Amastra baldwiniana is a species of air-breathing land snail, a terrestrial pulmonate gastropod mollusc in the family Amastridae.

- Subspecies
- Amastra baldwiniana kahakuloensis Pilsbry & C. M. Cooke, 1914

==Description==
The length of the shell attains 22.7 mm, its diameter 13.1 mm.

(Original description) The shell contains 6½ whorls. The shell is imperforate, globose-conic, and moderately solid, with a very pale brown or creamy-white base color beneath a thin, somewhat glossy dark-brown cuticle streaked with black. The cuticle may be inconspicuous or absent on the upper part of the body whorl. When retained on the penultimate whorl, the cuticle is irregularly mottled or angularly streaked, resembling Amastra nigra. The light streaks on the body whorl may show faint traces of spiral bands.

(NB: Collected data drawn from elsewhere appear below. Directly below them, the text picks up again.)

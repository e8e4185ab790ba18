use axum::http::HeaderMap;
use rusqlite::Connection;

use crate::db::queries;
use crate::errors::AppError;
use crate::models::{Profile, Role, Vendor};

pub fn bearer_token(headers: &HeaderMap) -> Option<&str> {
    headers
        .get("authorization")
        .and_then(|v| v.to_str().ok())
        .and_then(|v| v.strip_prefix("Bearer "))
}

/// Resolve the bearer token to a profile via its api_key.
pub fn require_profile(conn: &Connection, headers: &HeaderMap) -> Result<Profile, AppError> {
    let token = bearer_token(headers).ok_or(AppError::Unauthorized)?;
    queries::get_profile_by_api_key(conn, token)?.ok_or(AppError::Unauthorized)
}

/// Like [`require_profile`], but tolerates a missing header. A present but
/// unknown token is still rejected.
pub fn optional_profile(
    conn: &Connection,
    headers: &HeaderMap,
) -> Result<Option<Profile>, AppError> {
    match bearer_token(headers) {
        None => Ok(None),
        Some(token) => queries::get_profile_by_api_key(conn, token)?
            .map(Some)
            .ok_or(AppError::Unauthorized),
    }
}

/// Admin access: the configured back-office token, or a profile carrying the
/// admin role.
pub fn require_admin(
    conn: &Connection,
    headers: &HeaderMap,
    admin_token: &str,
) -> Result<(), AppError> {
    let token = bearer_token(headers).ok_or(AppError::Unauthorized)?;
    if !admin_token.is_empty() && token == admin_token {
        return Ok(());
    }
    match queries::get_profile_by_api_key(conn, token)? {
        Some(profile) if profile.role == Role::Admin => Ok(()),
        Some(_) => Err(AppError::Forbidden("admin role required".to_string())),
        None => Err(AppError::Unauthorized),
    }
}

/// Vendor access: a profile that owns a vendor row.
pub fn require_vendor(
    conn: &Connection,
    headers: &HeaderMap,
) -> Result<(Profile, Vendor), AppError> {
    let profile = require_profile(conn, headers)?;
    let vendor = queries::get_vendor_by_profile(conn, &profile.id)?
        .ok_or_else(|| AppError::Forbidden("vendor account required".to_string()))?;
    Ok((profile, vendor))
}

The shell's substance is uniformly white or occasionally purplish-brown on the spire. The spire is straightly conic, sometimes slightly contracted near the apex. The first half-whorl is smooth, transitioning to a strongly costate and carinate texture above the suture on the next whorl. The following whorls become more finely ribbed. Later whorls feature fine growth lines, with the body whorl being smooth or occasionally exhibiting a spirally malleated texture and very convex in shape.

The aperture is short, white inside, and slightly thickened near the outer lip. The columellar lamella is strong and very oblique, while the parietal callus is thin, adding a delicate finishing detail to the shell's structure.

==Distribution==
This species is endemic to Hawaii and occurs on Maui Island.